## What needs to be done
Please state the number of lines in the material below that contain "TitlePageAuthor", with no other words.

+++

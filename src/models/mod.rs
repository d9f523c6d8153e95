pub mod line;
pub mod line_type;
pub mod range_set;
pub mod conf;

pub use line::Line;
pub use line_type::LineType;
pub use range_set::RangeSet;
pub use conf::Conf;
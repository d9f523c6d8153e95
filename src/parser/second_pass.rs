//! 批量解析的第二遍
//!
//! 读入第一遍的完整结果，做需要向后看的修正，返回修正后的行列表：
//!
//! 1. 直到空行或文档结束都没有等到对白的角色改回 action；
//! 2. 后面没有空行的非强制转场改回 action；
//! 3. 双对白角色之前最近的角色标记 `next_is_dual_dialogue`（不跨越场景标题）；
//! 4. 紧跟在 action 后面的 action 标记为段落的后续行。

use log::debug;
use crate::models::{Line, LineType};
use crate::utils::FountainConstants;

pub fn correct(mut lines: Vec<Line>, unconfirmed_cues: &[usize]) -> Vec<Line> {
    revert_unconfirmed_cues(&mut lines, unconfirmed_cues);
    revert_open_transitions(&mut lines);
    link_dual_dialogue(&mut lines);
    mark_split_paragraphs(&mut lines);
    lines
}

fn revert_unconfirmed_cues(lines: &mut [Line], unconfirmed_cues: &[usize]) {
    for &index in unconfirmed_cues {
        if let Some(line) = lines.get_mut(index) {
            if line.line_type.is_character() {
                debug!("第{}行角色没有对白，改为 action: {}", index, line.raw_text);
                line.line_type = LineType::Action;
            }
        }
    }
}

fn revert_open_transitions(lines: &mut [Line]) {
    for i in 0..lines.len() {
        if lines[i].line_type != LineType::Transition {
            continue;
        }
        let forced = lines[i]
            .raw_text
            .trim_start()
            .starts_with(FountainConstants::TRANSITION_CHAR);
        let followed_by_text = lines
            .get(i + 1)
            .map_or(false, |next| next.line_type != LineType::Empty);
        if !forced && followed_by_text {
            debug!("第{}行转场后面没有空行，改为 action", i);
            lines[i].line_type = LineType::Action;
        }
    }
}

fn link_dual_dialogue(lines: &mut [Line]) {
    for i in 0..lines.len() {
        if lines[i].line_type != LineType::DualDialogueCharacter {
            continue;
        }
        for j in (0..i).rev() {
            match lines[j].line_type {
                LineType::Character => {
                    lines[j].next_is_dual_dialogue = true;
                    break;
                }
                LineType::Heading => break,
                _ => {}
            }
        }
    }
}

fn mark_split_paragraphs(lines: &mut [Line]) {
    for i in 1..lines.len() {
        if lines[i].line_type == LineType::Action && lines[i - 1].line_type == LineType::Action {
            lines[i].is_split_paragraph = true;
        }
    }
}
pub mod context;
pub mod fountain_parser;
pub mod line_classifier;
pub mod omission_tracker;
pub mod range_annotator;
pub mod second_pass;
pub mod text_processor;

pub use context::ClassificationContext;
pub use fountain_parser::{FountainParser, ParseOutput, ParseSummary};
pub use line_classifier::classify_line;
pub use omission_tracker::{Omission, OmissionTracker};
pub use range_annotator::{annotate, Annotation};
pub use text_processor::split_lines;
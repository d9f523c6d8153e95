use std::fmt;
use serde::{Deserialize, Serialize};

/// 行类型
#[derive(Debug, Clone, Copy, PartialEq, Eq, Hash, Serialize, Deserialize)]
#[serde(rename_all = "kebab-case")]
pub enum LineType {
    Empty,
    Section,
    Synopsis,
    TitlePageTitle,
    TitlePageAuthor,
    TitlePageCredit,
    TitlePageSource,
    TitlePageContact,
    TitlePageDraftDate,
    TitlePageUnknown,
    Heading,
    Action,
    Character,
    Parenthetical,
    Dialogue,
    DualDialogueCharacter,
    DualDialogueParenthetical,
    DualDialogue,
    Transition,
    Lyrics,
    PageBreak,
    Centered,
    More,
}

impl LineType {
    pub const ALL: [LineType; 23] = [
        LineType::Empty,
        LineType::Section,
        LineType::Synopsis,
        LineType::TitlePageTitle,
        LineType::TitlePageAuthor,
        LineType::TitlePageCredit,
        LineType::TitlePageSource,
        LineType::TitlePageContact,
        LineType::TitlePageDraftDate,
        LineType::TitlePageUnknown,
        LineType::Heading,
        LineType::Action,
        LineType::Character,
        LineType::Parenthetical,
        LineType::Dialogue,
        LineType::DualDialogueCharacter,
        LineType::DualDialogueParenthetical,
        LineType::DualDialogue,
        LineType::Transition,
        LineType::Lyrics,
        LineType::PageBreak,
        LineType::Centered,
        LineType::More,
    ];

    pub fn as_str(&self) -> &'static str {
        match self {
            LineType::Empty => "empty",
            LineType::Section => "section",
            LineType::Synopsis => "synopsis",
            LineType::TitlePageTitle => "title-page-title",
            LineType::TitlePageAuthor => "title-page-author",
            LineType::TitlePageCredit => "title-page-credit",
            LineType::TitlePageSource => "title-page-source",
            LineType::TitlePageContact => "title-page-contact",
            LineType::TitlePageDraftDate => "title-page-draft-date",
            LineType::TitlePageUnknown => "title-page-unknown",
            LineType::Heading => "heading",
            LineType::Action => "action",
            LineType::Character => "character",
            LineType::Parenthetical => "parenthetical",
            LineType::Dialogue => "dialogue",
            LineType::DualDialogueCharacter => "dual-dialogue-character",
            LineType::DualDialogueParenthetical => "dual-dialogue-parenthetical",
            LineType::DualDialogue => "dual-dialogue",
            LineType::Transition => "transition",
            LineType::Lyrics => "lyrics",
            LineType::PageBreak => "page-break",
            LineType::Centered => "centered",
            LineType::More => "more",
        }
    }

    /// Fountain 元素名称，给导出方使用
    pub fn fountain_name(&self) -> &'static str {
        match self {
            LineType::Empty => "Empty",
            LineType::Section => "Section Heading",
            LineType::Synopsis => "Synopsis",
            LineType::TitlePageTitle => "Title",
            LineType::TitlePageAuthor => "Author",
            LineType::TitlePageCredit => "Credit",
            LineType::TitlePageSource => "Source",
            LineType::TitlePageContact => "Contact",
            LineType::TitlePageDraftDate => "Draft date",
            LineType::TitlePageUnknown => "Title Page Field",
            LineType::Heading => "Scene Heading",
            LineType::Action => "Action",
            LineType::Character | LineType::DualDialogueCharacter => "Character",
            LineType::Parenthetical | LineType::DualDialogueParenthetical => "Parenthetical",
            LineType::Dialogue | LineType::DualDialogue => "Dialogue",
            LineType::Transition => "Transition",
            LineType::Lyrics => "Lyrics",
            LineType::PageBreak => "Page Break",
            LineType::Centered => "Action",
            LineType::More => "More",
        }
    }

    pub fn is_title_page(&self) -> bool {
        matches!(
            self,
            LineType::TitlePageTitle
                | LineType::TitlePageAuthor
                | LineType::TitlePageCredit
                | LineType::TitlePageSource
                | LineType::TitlePageContact
                | LineType::TitlePageDraftDate
                | LineType::TitlePageUnknown
        )
    }

    /// 角色、括号、对白（含双对白变体）以及 more
    pub fn is_dialogue_element(&self) -> bool {
        matches!(
            self,
            LineType::Character
                | LineType::Parenthetical
                | LineType::Dialogue
                | LineType::DualDialogueCharacter
                | LineType::DualDialogueParenthetical
                | LineType::DualDialogue
                | LineType::More
        )
    }

    pub fn is_character(&self) -> bool {
        matches!(self, LineType::Character | LineType::DualDialogueCharacter)
    }

    pub fn is_dual(&self) -> bool {
        matches!(
            self,
            LineType::DualDialogueCharacter
                | LineType::DualDialogueParenthetical
                | LineType::DualDialogue
        )
    }

    /// 双对白变体对应的基础类型，其他类型原样返回
    pub fn base(&self) -> LineType {
        match self {
            LineType::DualDialogueCharacter => LineType::Character,
            LineType::DualDialogueParenthetical => LineType::Parenthetical,
            LineType::DualDialogue => LineType::Dialogue,
            other => *other,
        }
    }

    /// 对白块类型的双对白变体，其他类型原样返回
    pub fn to_dual(&self) -> LineType {
        match self {
            LineType::Character => LineType::DualDialogueCharacter,
            LineType::Parenthetical => LineType::DualDialogueParenthetical,
            LineType::Dialogue => LineType::DualDialogue,
            other => *other,
        }
    }

    /// 根据是否处于双对白块选择变体
    pub fn with_dual(&self, dual: bool) -> LineType {
        if dual {
            self.to_dual()
        } else {
            self.base()
        }
    }
}

impl fmt::Display for LineType {
    fn fmt(&self, f: &mut fmt::Formatter<'_>) -> fmt::Result {
        f.write_str(self.as_str())
    }
}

+++

## Result for this exercise
5